Your output should be the complete listing, repeated exactly.
_ _ _ _
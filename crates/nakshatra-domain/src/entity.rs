//! Reference entities (parties and leaders)

use crate::traits::Positioned;
use crate::Position;
use std::collections::BTreeMap;

/// Kind of reference entity
#[derive(Debug, Clone, Copy, PartialEq, Eq, Hash)]
pub enum EntityKind {
    /// Political party
    Party,
    /// Individual political leader
    Leader,
}

impl EntityKind {
    /// Get the kind name as a string
    pub fn as_str(&self) -> &'static str {
        match self {
            EntityKind::Party => "party",
            EntityKind::Leader => "leader",
        }
    }

    /// Parse a kind from a string
    pub fn parse(s: &str) -> Option<Self> {
        match s.to_lowercase().as_str() {
            "party" | "parties" => Some(EntityKind::Party),
            "leader" | "leaders" => Some(EntityKind::Leader),
            _ => None,
        }
    }
}

/// One piece of opaque entity metadata
#[derive(Debug, Clone, PartialEq, Eq)]
pub enum AttributeValue {
    /// Single string (role, region, founding year, ...)
    Text(String),
    /// Ordered list of strings (ideology tags, key policies, ...)
    List(Vec<String>),
}

impl AttributeValue {
    /// The string, when this is a text value
    pub fn as_text(&self) -> Option<&str> {
        match self {
            AttributeValue::Text(text) => Some(text),
            AttributeValue::List(_) => None,
        }
    }

    /// The items, when this is a list value
    pub fn as_list(&self) -> Option<&[String]> {
        match self {
            AttributeValue::Text(_) => None,
            AttributeValue::List(items) => Some(items),
        }
    }
}

impl From<&str> for AttributeValue {
    fn from(text: &str) -> Self {
        AttributeValue::Text(text.to_string())
    }
}

impl From<String> for AttributeValue {
    fn from(text: String) -> Self {
        AttributeValue::Text(text)
    }
}

impl From<Vec<String>> for AttributeValue {
    fn from(items: Vec<String>) -> Self {
        AttributeValue::List(items)
    }
}

/// Catalog record compared against a user's position
///
/// Everything except `id` and `position` is display metadata that the
/// comparison engine never reads.
#[derive(Debug, Clone, PartialEq)]
pub struct Entity {
    /// Unique identifier within its catalog
    pub id: String,
    /// Party or leader
    pub kind: EntityKind,
    /// Reference position, always canonical [-1, 1]
    pub position: Position,
    /// Display name
    pub name: String,
    /// Abbreviation (parties) or role (leaders)
    pub short_name: Option<String>,
    /// Display colour, e.g. `#FF9933`
    pub color: Option<String>,
    /// Further opaque attributes (party id, region, ideology tags, ...)
    pub attributes: BTreeMap<String, AttributeValue>,
}

impl Entity {
    /// Create an entity with no optional metadata
    pub fn new(
        id: impl Into<String>,
        kind: EntityKind,
        name: impl Into<String>,
        position: Position,
    ) -> Self {
        Self {
            id: id.into(),
            kind,
            position,
            name: name.into(),
            short_name: None,
            color: None,
            attributes: BTreeMap::new(),
        }
    }

    /// Look up a text attribute
    pub fn attribute(&self, key: &str) -> Option<&str> {
        self.attributes.get(key).and_then(AttributeValue::as_text)
    }

    /// Look up a list attribute; missing or text-valued keys give an empty slice
    pub fn attribute_list(&self, key: &str) -> &[String] {
        self.attributes
            .get(key)
            .and_then(AttributeValue::as_list)
            .unwrap_or_default()
    }

    /// Ideology tags, in authored order
    pub fn ideology(&self) -> &[String] {
        self.attribute_list("ideology")
    }

    /// Label for tables: the short name when present, otherwise the name
    pub fn display_name(&self) -> &str {
        self.short_name.as_deref().unwrap_or(&self.name)
    }
}

impl Positioned for Entity {
    fn position(&self) -> Position {
        self.position
    }
}

#[cfg(test)]
mod tests {
    use super::*;

    #[test]
    fn test_entity_metadata() {
        let mut party = Entity::new("bjp", EntityKind::Party, "Bharatiya Janata Party", Position::ORIGIN);
        party.short_name = Some("BJP".to_string());
        party.attributes.insert("founded".to_string(), "1980".into());
        party.attributes.insert(
            "ideology".to_string(),
            vec!["Hindu Nationalism".to_string(), "Economic Nationalism".to_string()].into(),
        );

        assert_eq!(party.display_name(), "BJP");
        assert_eq!(party.attribute("founded"), Some("1980"));
        assert_eq!(party.attribute("region"), None);
        assert_eq!(party.ideology(), ["Hindu Nationalism", "Economic Nationalism"]);
        // Kinds do not cross over
        assert_eq!(party.attribute("ideology"), None);
        assert!(party.attribute_list("founded").is_empty());
    }

    #[test]
    fn test_kind_parse() {
        assert_eq!(EntityKind::parse("Leaders"), Some(EntityKind::Leader));
        assert_eq!(EntityKind::parse("party"), Some(EntityKind::Party));
        assert_eq!(EntityKind::parse("mp"), None);
    }
}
_ _ _ _
## REPLY TO THE EXERCISE
filename crates/nakshatra-domain/src/entity.rs
//! Reference entities (parties and leaders)

use crate::traits::Positioned;
use crate::Position;
use std::collections::BTreeMap;

/// Kind of reference entity
#[derive(Debug, Clone, Copy, PartialEq, Eq, Hash)]
pub enum EntityKind {
    /// Political party
    Party,
    /// Individual political leader
    Leader,
}

impl EntityKind {
    /// Get the kind name as a string
    pub fn as_str(&self) -> &'static str {
        match self {
            EntityKind::Party => "party",
            EntityKind::Leader => "leader",
        }
    }

    /// Parse a kind from a string
    pub fn parse(s: &str) -> Option<Self> {
        match s.to_lowercase().as_str() {
            "party" | "parties" => Some(EntityKind::Party),
            "leader" | "leaders" => Some(EntityKind::Leader),
            _ => None,
        }
    }
}

/// One piece of opaque entity metadata
#[derive(Debug, Clone, PartialEq, Eq)]
pub enum AttributeValue {
    /// Single string (role, region, founding year, ...)
    Text(String),
    /// Ordered list of strings (ideology tags, key policies, ...)
    List(Vec<String>),
}

impl AttributeValue {
    /// The string, when this is a text value
    pub fn as_text(&self) -> Option<&str> {
        match self {
            AttributeValue::Text(text) => Some(text),
            AttributeValue::List(_) => None,
        }
    }

    /// The items, when this is a list value
    pub fn as_list(&self) -> Option<&[String]> {
        match self {
            AttributeValue::Text(_) => None,
            AttributeValue::List(items) => Some(items),
        }
    }
}

impl From<&str> for AttributeValue {
    fn from(text: &str) -> Self {
        AttributeValue::Text(text.to_string())
    }
}

impl From<String> for AttributeValue {
    fn from(text: String) -> Self {
        AttributeValue::Text(text)
    }
}

impl From<Vec<String>> for AttributeValue {
    fn from(items: Vec<String>) -> Self {
        AttributeValue::List(items)
    }
}

/// Catalog record compared against a user's position
///
/// Everything except `id` and `position` is display metadata that the
/// comparison engine never reads.
#[derive(Debug, Clone, PartialEq)]
pub struct Entity {
    /// Unique identifier within its catalog
    pub id: String,
    /// Party or leader
    pub kind: EntityKind,
    /// Reference position, always canonical [-1, 1]
    pub position: Position,
    /// Display name
    pub name: String,
    /// Abbreviation (parties) or role (leaders)
    pub short_name: Option<String>,
    /// Display colour, e.g. `#FF9933`
    pub color: Option<String>,
    /// Further opaque attributes (party id, region, ideology tags, ...)
    pub attributes: BTreeMap<String, AttributeValue>,
}

impl Entity {
    /// Create an entity with no optional metadata
    pub fn new(
        id: impl Into<String>,
        kind: EntityKind,
        name: impl Into<String>,
        position: Position,
    ) -> Self {
        Self {
            id: id.into(),
            kind,
            position,
            name: name.into(),
            short_name: None,
            color: None,
            attributes: BTreeMap::new(),
        }
    }

    /// Look up a text attribute
    pub fn attribute(&self, key: &str) -> Option<&str> {
        self.attributes.get(key).and_then(AttributeValue::as_text)
    }

    /// Look up a list attribute; missing or text-valued keys give an empty slice
    pub fn attribute_list(&self, key: &str) -> &[String] {
        self.attributes
            .get(key)
            .and_then(AttributeValue::as_list)
            .unwrap_or_default()
    }

    /// Ideology tags, in authored order
    pub fn ideology(&self) -> &[String] {
        self.attribute_list("ideology")
    }

    /// Label for tables: the short name when present, otherwise the name
    pub fn display_name(&self) -> &str {
        self.short_name.as_deref().unwrap_or(&self.name)
    }
}

impl Positioned for Entity {
    fn position(&self) -> Position {
        self.position
    }
}

#[cfg(test)]
mod tests {
    use super::*;

    #[test]
    fn test_entity_metadata() {
        let mut party = Entity::new("bjp", EntityKind::Party, "Bharatiya Janata Party", Position::ORIGIN);
        party.short_name = Some("BJP".to_string());
        party.attributes.insert("founded".to_string(), "1980".into());
        party.attributes.insert(
            "ideology".to_string(),
            vec!["Hindu Nationalism".to_string(), "Economic Nationalism".to_string()].into(),
        );

        assert_eq!(party.display_name(), "BJP");
        assert_eq!(party.attribute("founded"), Some("1980"));
        assert_eq!(party.attribute("region"), None);
        assert_eq!(party.ideology(), ["Hindu Nationalism", "Economic Nationalism"]);
        // Kinds do not cross over
        assert_eq!(party.attribute("ideology"), None);
        assert!(party.attribute_list("founded").is_empty());
    }

    #[test]
    fn test_kind_parse() {
        assert_eq!(EntityKind::parse("Leaders"), Some(EntityKind::Leader));
        assert_eq!(EntityKind::parse("party"), Some(EntityKind::Party));
        assert_eq!(EntityKind::parse("mp"), None);
    }
}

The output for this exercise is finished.